Che paese è quello in cui uno scrittore – Aurelio Picca, autore di Un giorno di gioia, Bompiani – prima ancora che esca il suo romanzo decide di rinunciare a competere per il principale premio letterario, lo Strega, definendolo (come riportato dal Corriere della Sera), “una competizione ossessionata dal pettegolezzo”, “un gioco della vittoria annunciata”?

Che paese è quello cui uno scrittore sceglie, per proteggere il suo libro, di non esporlo a qualcosa di naturale e ovvio, una competizione prestigiosa, spiegando addirittura che non vuole che il suo romanzo finisca in un “tritacarne”, “strattonato, trattato male” da “manovre e giochi editoriali inevitabili”? C’è qualcosa di incomprensibile, che evoca un mondo alla rovescia. O forse, invece, ricorda che la cultura – e un premio emblematico –resta in Italia al tempo stesso un orticello separato e un luogo segnato dai vizi nazionali più diffusi: un’alternanza tra i due grandi gruppi editoriali che segnala una logica spartitoria, per beneficiare a turno dell’aumento di vendite da fascetta gialla.
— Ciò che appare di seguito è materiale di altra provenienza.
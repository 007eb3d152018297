use pyo3::ffi::c_str;
use pyo3::prelude::*;
use pyo3::types::{PyBytes, PyModule};
use std::ffi::CString;
use std::sync::OnceLock;

static BRIDGE_MODULE: OnceLock<Py<PyModule>> = OnceLock::new();

/// Carga el módulo puente y antepone `search_path` a `sys.path` para que el
/// módulo del generador (p.ej. `run.py`) sea importable.
pub fn init_python(search_path: &str) -> PyResult<()> {
    Python::attach(|py| {
        py.import("sys")?.getattr("path")?.call_method1("insert", (0, search_path))?;
        let code = CString::new(include_str!("../python/scene_bridge.py"))?;
        let module = PyModule::from_code(py, code.as_c_str(), c_str!("scene_bridge.py"), c_str!("scene_bridge"))?;
        BRIDGE_MODULE.set(module.unbind()).ok();
        Ok(())
    })
}

fn get_module(py: Python<'_>) -> PyResult<Py<PyModule>> {
    BRIDGE_MODULE.get().map(|module| module.clone_ref(py)).ok_or_else(|| {
                                                              PyErr::new::<pyo3::exceptions::PyRuntimeError, _>(
            "init_python() debe llamarse antes de generate_scene()"
        )
                                                          })
}

/// Argumentos ya serializados de una llamada al generador Python.
#[derive(Debug, Clone)]
pub struct BridgeCall {
    pub module: String,
    pub png: Vec<u8>,
    pub prompt: String,
    pub output_path: String,
    pub mode: &'static str,
    pub seed: u64,
    pub max_resolution: u32,
}

/// Llama a `<module>.generate_scene(...)` y devuelve la ruta del artifact.
pub fn generate_scene(call: &BridgeCall) -> PyResult<String> {
    Python::attach(|py| {
        let bridge_py = get_module(py)?;
        let bridge = bridge_py.bind(py);
        let result = bridge.getattr("generate_scene")?.call1((call.module.as_str(),
                                                               PyBytes::new(py, &call.png),
                                                               call.prompt.as_str(),
                                                               call.output_path.as_str(),
                                                               call.mode,
                                                               call.seed,
                                                               call.max_resolution))?;
        result.extract::<String>()
    })
}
Un voto poco trasparente, con pressioni, giochi di potere, spostamenti di interi pacchetti di voti. Una serata che, unico evento culturale trasmesso dal servizio pubblico, viene mandata in onda con una copertura spesso indegna, come accadde già l’anno scorso. Non sappiamo se quello di Picca sia stato un abbandono per vero disinteresse, con già in passato Arbasino o Camilleri, o per la concreta certezza, a cinque mesi dalla premiazione, di non essere il vincitore, essendo quest’anno il premio quasi certamente destinato alla fazione opposta, Mondadori-Einaudi, con Il desiderio di essere come tutti, di Francesco Piccolo, dopo la vittoria di Walter Siti lo scorso anno (Rizzoli).
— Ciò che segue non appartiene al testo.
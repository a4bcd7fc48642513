// ============================================================
// Training Monitor
// ============================================================
// Run-scoped metrics sink with a network endpoint for external
// dashboards. The trainer calls record_epoch() once per
// completed epoch; the endpoint serves whatever has been
// recorded so far.
//
// Monitoring is best-effort and never load-bearing: a failed
// bind is logged as a warning and training continues without the
// endpoint. stop() is idempotent — safe to call when start()
// failed or was never called.
//
// The four metric sequences grow in lockstep. A metric missing
// from an epoch record is stored as a NaN sentinel (serialised
// as null) so the sequences never drift out of alignment.
//
// Endpoint:
//   GET /metrics — the metric series recorded so far, as JSON
//   GET /health  — liveness check

use std::sync::{Arc, Mutex, PoisonError};
use std::thread::JoinHandle;

use axum::{extract::State, routing::get, Json, Router};
use serde::Serialize;
use tokio::sync::oneshot;

use crate::domain::record::EpochRecord;

/// Per-epoch metric sequences, appended in lockstep.
#[derive(Debug, Clone, Default, Serialize)]
#[serde(rename_all = "camelCase")]
pub struct MetricSeries {
    pub loss: Vec<f64>,
    pub accuracy: Vec<f64>,
    pub validation_loss: Vec<f64>,
    pub validation_accuracy: Vec<f64>,
}

type SharedSeries = Arc<Mutex<MetricSeries>>;

struct ServerHandle {
    shutdown_tx: oneshot::Sender<()>,
    thread: JoinHandle<()>,
}

pub struct TrainingMonitor {
    port: u16,
    metrics: SharedSeries,
    server: Option<ServerHandle>,
}

impl TrainingMonitor {
    pub fn new(port: u16) -> Self {
        Self { port, metrics: Arc::default(), server: None }
    }

    /// Open the listening endpoint on a background thread.
    /// Bind failure is logged, never propagated.
    pub fn start(&mut self) {
        if self.server.is_some() {
            return;
        }

        let runtime = match tokio::runtime::Builder::new_current_thread().enable_all().build() {
            Ok(rt) => rt,
            Err(e) => {
                tracing::warn!("Failed to start training monitor: {e}");
                return;
            }
        };

        let listener =
            match runtime.block_on(tokio::net::TcpListener::bind(("0.0.0.0", self.port))) {
                Ok(listener) => listener,
                Err(e) => {
                    tracing::warn!("Failed to start training monitor on port {}: {e}", self.port);
                    return;
                }
            };

        let app = Router::new()
            .route("/metrics", get(metrics_handler))
            .route("/health", get(health_handler))
            .with_state(Arc::clone(&self.metrics));

        let (shutdown_tx, shutdown_rx) = oneshot::channel::<()>();
        let thread = std::thread::spawn(move || {
            let serve = axum::serve(listener, app).with_graceful_shutdown(async {
                let _ = shutdown_rx.await;
            });
            if let Err(e) = runtime.block_on(std::future::IntoFuture::into_future(serve)) {
                tracing::warn!("Training monitor server error: {e}");
            }
        });

        tracing::info!("Training monitor started on port {}", self.port);
        self.server = Some(ServerHandle { shutdown_tx, thread });
    }

    /// Close the endpoint. Idempotent.
    pub fn stop(&mut self) {
        if let Some(handle) = self.server.take() {
            let _ = handle.shutdown_tx.send(());
            let _ = handle.thread.join();
            tracing::info!("Training monitor stopped");
        }
    }

    /// Append one epoch's metrics to all four sequences.
    pub fn record_epoch(&self, epoch: usize, record: &EpochRecord) {
        let mut metrics = self.metrics.lock().unwrap_or_else(PoisonError::into_inner);
        metrics.loss.push(record.loss);
        metrics.accuracy.push(record.accuracy);
        metrics.validation_loss.push(record.val_loss.unwrap_or(f64::NAN));
        metrics.validation_accuracy.push(record.val_accuracy.unwrap_or(f64::NAN));

        tracing::info!(
            "Epoch {} - loss: {:.4}, accuracy: {:.4}",
            epoch,
            record.loss,
            record.accuracy,
        );
    }

    /// Snapshot of the series recorded so far.
    pub fn metrics(&self) -> MetricSeries {
        self.metrics.lock().unwrap_or_else(PoisonError::into_inner).clone()
    }
}

impl Drop for TrainingMonitor {
    fn drop(&mut self) {
        self.stop();
    }
}

async fn metrics_handler(State(metrics): State<SharedSeries>) -> Json<MetricSeries> {
    Json(metrics.lock().unwrap_or_else(PoisonError::into_inner).clone())
}

async fn health_handler() -> Json<serde_json::Value> {
    Json(serde_json::json!({ "status": "healthy" }))
}

// ─── Unit Tests ───────────────────────────────────────────────────────────────
#[cfg(test)]
mod tests {
    use super::*;

    fn full_record(loss: f64) -> EpochRecord {
        EpochRecord { loss, accuracy: 0.5, val_loss: Some(loss + 0.1), val_accuracy: Some(0.4) }
    }

    #[test]
    fn test_sequences_stay_aligned() {
        let monitor = TrainingMonitor::new(0);
        for epoch in 1..=5 {
            monitor.record_epoch(epoch, &full_record(1.0 / epoch as f64));
        }

        let m = monitor.metrics();
        assert_eq!(m.loss.len(), 5);
        assert_eq!(m.accuracy.len(), 5);
        assert_eq!(m.validation_loss.len(), 5);
        assert_eq!(m.validation_accuracy.len(), 5);
    }

    #[test]
    fn test_missing_fields_recorded_as_sentinels() {
        let monitor = TrainingMonitor::new(0);
        monitor.record_epoch(
            1,
            &EpochRecord { loss: 0.7, accuracy: 0.2, val_loss: None, val_accuracy: None },
        );

        let m = monitor.metrics();
        assert_eq!(m.validation_loss.len(), 1);
        assert!(m.validation_loss[0].is_nan());
        assert!(m.validation_accuracy[0].is_nan());
    }

    #[test]
    fn test_sentinels_serialize_as_null() {
        let monitor = TrainingMonitor::new(0);
        monitor.record_epoch(
            1,
            &EpochRecord { loss: 0.7, accuracy: 0.2, val_loss: None, val_accuracy: None },
        );

        let json = serde_json::to_value(monitor.metrics()).unwrap();
        assert_eq!(json["validationLoss"][0], serde_json::Value::Null);
        assert_eq!(json["loss"][0], 0.7);
    }

    #[test]
    fn test_stop_is_idempotent() {
        let mut monitor = TrainingMonitor::new(0);
        // Never started — stop must be a no-op, twice
        monitor.stop();
        monitor.stop();
    }

    #[test]
    fn test_start_and_stop_round_trip() {
        // Port 0 lets the OS pick a free port; we only assert
        // the lifecycle doesn't hang or panic.
        let mut monitor = TrainingMonitor::new(0);
        monitor.start();
        monitor.record_epoch(1, &full_record(0.9));
        monitor.stop();
        monitor.stop();
    }
}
Certo le motivazioni sono abbastanza eloquenti e parlando da sole (ma allora forse sarebbe il caso di non essere neanche un Amico della Domenica). Più interessante, come sempre, invece, guardare ai romanzi che probabilmente si contenderanno il primo premio, anche se le candidature ufficiali ci saranno solo in aprile. Interessante perché, dopo l’annuncio della candidatura del libro di Antonio Scurati, Il Padre infedele (sempre Bompiani-Rcs) al posto di Picca e con la probabile decisione di Feltrinelli di candidare il libro di Giuseppe Catozzella, Non dirmi che hai paura al posto de Gli Sdraiati di Michele Serra, che già di suo è stato un successo editoriale, si creano due universi di valore opposti e incrociati: da un lato due romanzi, Piccolo e Scurati, che si assomigliano non solo nei protagonisti – due uomini mariti e padri in preda a dubbi – ma soprattutto nella filosofia di fondo: la decisione di limitarsi a fotografare l’esistente, quand’anche si tratti di un fallimento personale; la rinuncia a ogni forma di utopia minima, e al tempo stesso di sguardo oltre se stessi. Con l’aggravante, nel caso di Piccolo, di una sorta di teodicea politica, in realtà apolitica, per raccontarsi che tutto va bene nell’Italia di oggi.

Dall’altro, nel caso di Catozzella e Francesco Pecoraro, autore di La Vita in tempo di pace per Ponte alle Grazie-Gems (rispettivamente la storia vera di un’atleta somala morta su un barcone e di un’Italia uscita dalla guerra ma finita in una pace piena di morte), due libri che fanno esattamente l’operazione opposta. Denunciare ciò che mai dovrebbe essere accettato, nel caso di Pecoraro con rabbia, furore e nostalgia. Da un lato il conformismo, dall’altro la lotta, psicologica e concreta: ecco le due anime del prossimo Strega e le due anime dell’Italia renziana. Vedremo presto quale avrà il sopravvento.